Rogers described a direct-admit agreement with the Community College of Baltimore County (CCBC) that will allow graduating seniors to receive admission notices directly from CCBC with tailored information about financial aid, counseling and advising. "Students have an opportunity to confirm their acceptance and CCBC will provide them with tailored information on not only financial aid, but counseling and advising," Rogers said.

She gave delegation members data on academic gains alongside the fiscal picture. Rogers said BCPS has implemented roughly $168,000,000 in reductions prior to the current year and noted FY27 compensation costs submitted to the County Executive total $93,000,000 (covering the second half of year two and the full year three of a three-year compensation package).
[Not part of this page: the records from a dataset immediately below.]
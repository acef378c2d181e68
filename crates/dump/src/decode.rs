//! Decompression and parsing of dump payloads.

use crate::error::{ErrorKind, Result};
use crate::models::Dump;
use exn::ResultExt;
use flate2::read::MultiGzDecoder;
use serde::de::DeserializeOwned;
use std::io::Read;
use tracing::instrument;

/// Gunzip a fetched dump payload.
#[instrument(skip(bytes), fields(compressed_size = bytes.len()))]
pub fn decompress(bytes: &[u8]) -> Result<Vec<u8>> {
    if bytes.is_empty() {
        exn::bail!(ErrorKind::UndefinedData);
    }
    let mut output = Vec::new();
    if let Err(err) = MultiGzDecoder::new(bytes).read_to_end(&mut output) {
        let reason = err.to_string();
        return Err(err).or_raise(|| ErrorKind::Decompression(reason));
    }
    tracing::debug!(decompressed_size = output.len(), "decompressed dump");
    Ok(output)
}

/// Parse a decompressed `{ "data": [...] }` document into typed records.
///
/// A single malformed record rejects the whole document.
#[instrument(skip(json), fields(json_size = json.len(), records))]
pub fn parse<T: DeserializeOwned>(json: &[u8]) -> Result<Vec<T>> {
    let dump: Dump<T> = match serde_json::from_slice(json) {
        Ok(dump) => dump,
        Err(err) => {
            let reason = err.to_string();
            return Err(err).or_raise(|| ErrorKind::InvalidDocument(reason));
        },
    };
    tracing::Span::current().record("records", dump.data.len());
    Ok(dump.data)
}

/// Decompress then parse. Returns the decompressed document alongside the
/// records so the caller can keep it as a snapshot.
pub fn decode<T: DeserializeOwned>(bytes: &[u8]) -> Result<(Vec<u8>, Vec<T>)> {
    let json = decompress(bytes)?;
    let records = parse(&json)?;
    Ok((json, records))
}
//! Database targets and connection pool management.

use sqlx::SqliteConnection;
use sqlx::pool::PoolConnectionMetadata;
use sqlx::sqlite::{SqliteConnectOptions, SqliteJournalMode, SqlitePool, SqlitePoolOptions, SqliteSynchronous};
use std::fmt;
use std::path::PathBuf;
use std::str::FromStr;
use std::time::Duration;
use tracing::instrument;

use crate::error::{ErrorKind, Result, SqlResultExt};

/// Spelling of the in-memory target.
pub const MEMORY: &str = ":memory:";
const MAX_CONNECTIONS: u32 = 4;

/// Where the relational store lives.
#[derive(Debug, Clone, PartialEq, Eq)]
pub enum Target {
    /// Ephemeral, rebuilt on every call.
    Memory,
    /// A persistent database file.
    File(PathBuf),
}
impl FromStr for Target {
    type Err = crate::error::Error;

    fn from_str(s: &str) -> Result<Self> {
        match s {
            MEMORY => Ok(Target::Memory),
            "" => exn::bail!(ErrorKind::InvalidTarget(s.to_string())),
            path => Ok(Target::File(PathBuf::from(path))),
        }
    }
}
impl fmt::Display for Target {
    fn fmt(&self, f: &mut fmt::Formatter<'_>) -> fmt::Result {
        match self {
            Target::Memory => f.write_str(MEMORY),
            Target::File(path) => write!(f, "{}", path.display()),
        }
    }
}

/// Connection pool over one [`Target`].
#[derive(Debug, Clone)]
pub struct Database {
    pool: SqlitePool,
    target: Target,
    created: bool,
}

impl Database {
    async fn new(options: SqliteConnectOptions, target: &Target, created: bool) -> Result<Self> {
        let mut pool = SqlitePoolOptions::new()
            // Applies the query-based PRAGMAs to every connection of the
            // pool, not only the first one.
            .after_connect(|conn, meta| Box::pin(async move { Self::apply_pragmas(conn, meta).await }));
        pool = match target {
            // A private in-memory database lives exactly as long as its one
            // connection.
            Target::Memory => pool.max_connections(1).min_connections(1).idle_timeout(None).max_lifetime(None),
            Target::File(_) => pool.max_connections(MAX_CONNECTIONS),
        };
        let pool = pool.connect_with(options).await.or_sql()?;
        Ok(Self { pool, target: target.clone(), created })
    }

    /// Open the target, creating it if needed.
    ///
    /// [`created`](Self::created) tells whether the store is brand new: always
    /// for [`Target::Memory`], and for a file target whose file did not exist.
    #[instrument(skip(target), fields(target = %target, created))]
    pub async fn connect(target: &Target) -> Result<Self> {
        let (options, created) = match target {
            Target::Memory => (Self::base_options().filename(MEMORY), true),
            Target::File(path) => {
                let exists = tokio::fs::try_exists(path).await.unwrap_or(false);
                (Self::base_options().filename(path).create_if_missing(true), !exists)
            },
        };
        tracing::Span::current().record("created", created);
        Self::new(options, target, created).await
    }

    /// Open an existing file target for probing.
    ///
    /// Returns `None` for [`Target::Memory`] and for a file that does not
    /// exist. Never creates anything.
    #[instrument(skip(target), fields(target = %target))]
    pub async fn open_existing(target: &Target) -> Result<Option<Self>> {
        let Target::File(path) = target else {
            return Ok(None);
        };
        if !tokio::fs::try_exists(path).await.unwrap_or(false) {
            return Ok(None);
        }
        // Read-write without create: a read-only handle cannot always attach
        // to a WAL database whose `-shm` file is gone. Only SELECTs run here.
        let options = SqliteConnectOptions::new()
            .filename(path)
            .create_if_missing(false)
            .busy_timeout(Duration::from_millis(1500));
        let pool = SqlitePoolOptions::new().max_connections(1).connect_with(options).await.or_sql()?;
        Ok(Some(Self {
            pool,
            target: target.clone(),
            created: false,
        }))
    }

    /// Base connection options shared between file and in-memory databases.
    fn base_options() -> SqliteConnectOptions {
        SqliteConnectOptions::new()
            .journal_mode(SqliteJournalMode::Wal)
            .foreign_keys(true)
            .synchronous(SqliteSynchronous::Normal)
            // A rebuild holds the write lock for its whole transaction.
            .busy_timeout(Duration::from_millis(1500))
    }

    /// Apply additional PRAGMA settings that aren't exposed via SqliteConnectOptions.
    async fn apply_pragmas(conn: &mut SqliteConnection, _meta: PoolConnectionMetadata) -> sqlx::Result<()> {
        sqlx::query(
            r#"
                PRAGMA cache_size = -8192;
                PRAGMA temp_store = MEMORY;
            "#,
        )
        .execute(conn)
        .await?;
        Ok(())
    }

    pub fn target(&self) -> &Target {
        &self.target
    }

    /// Whether this connection created the store.
    pub fn created(&self) -> bool {
        self.created
    }

    /// Get a reference to the underlying connection pool.
    pub fn pool(&self) -> &SqlitePool {
        &self.pool
    }

    /// Close the pool. The in-memory store is gone after this.
    pub async fn close(&self) {
        _ = sqlx::query("PRAGMA optimize").execute(&self.pool).await;
        self.pool.close().await;
    }
}
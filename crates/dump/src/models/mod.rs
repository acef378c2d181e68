mod board;
mod dump_set;
mod group;
mod manifest;
mod party;
mod platform;
mod prod;
mod user;

pub use self::board::Board;
pub use self::dump_set::{Dump, DumpSet};
pub use self::group::Group;
pub use self::manifest::{DumpDate, DumpKind, DumpLink, Latest, Manifest};
pub use self::party::Party;
pub(crate) use self::platform::PlatformBody;
pub use self::platform::Platform;
pub use self::prod::{Credit, Placing, Prod};
pub use self::user::{User, UserRef};

/// Identifier of any pouet.net entity. The dumps mix numbers and numeric
/// strings; both are canonicalised to this one key type.
pub type Id = u32;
She said roughly "82¢ out of every dollar is spent on employee salaries and benefits," a figure she used to explain why added state and federal dollars do not eliminate budget pressure.

Rogers also flagged changes in student populations: while the district’s multilingual learner cohort had been increasing about 1,000 students per year for the prior decade, it declined last year from 13,375 to 13,269. She attributed part of the decline and related dropout concerns to immigration-related family disruptions and to mixed-status households that leave older students with increased caregiving responsibilities. "When we spoke to students who had dropped out... they shared with us plainly that there was real fear and hesitance about coming back to school," Rogers said.

On special education, Rogers described higher costs tied to expanded services and pandemic-era learning gaps. To address those needs, BCPS has expanded professional development for special-education teachers and paraprofessionals, started differentiated summer onboarding for new special-education teachers, put IEP facilitators in elementary schools with large caseloads, and restructured the special-education department to assign point people to schools and increase family engagement.

Rogers said the Board of Education will be reviewing an immigration-and-safety policy and that she and BCPS staff continue regular meetings with the County Executive to explore what additional local support might be available to mitigate reductions. She said she has testified in Annapolis to highlight statewide concerns, including a reduction in the governor’s proposed compensatory-education funding from an expected $15 million gap to about $3.5 million for BCPS.

The superintendent closed by directing members to public-facing budget and staffing resources on the BCPS website and offered to circulate additional materials on multilingual-learner supports and CCBC pathways through staff members.

Next steps: Rogers will continue communications with state and county officials and provide the delegation with additional presentations and data on multilingual-learner supports, special-education staffing and fiscal impacts.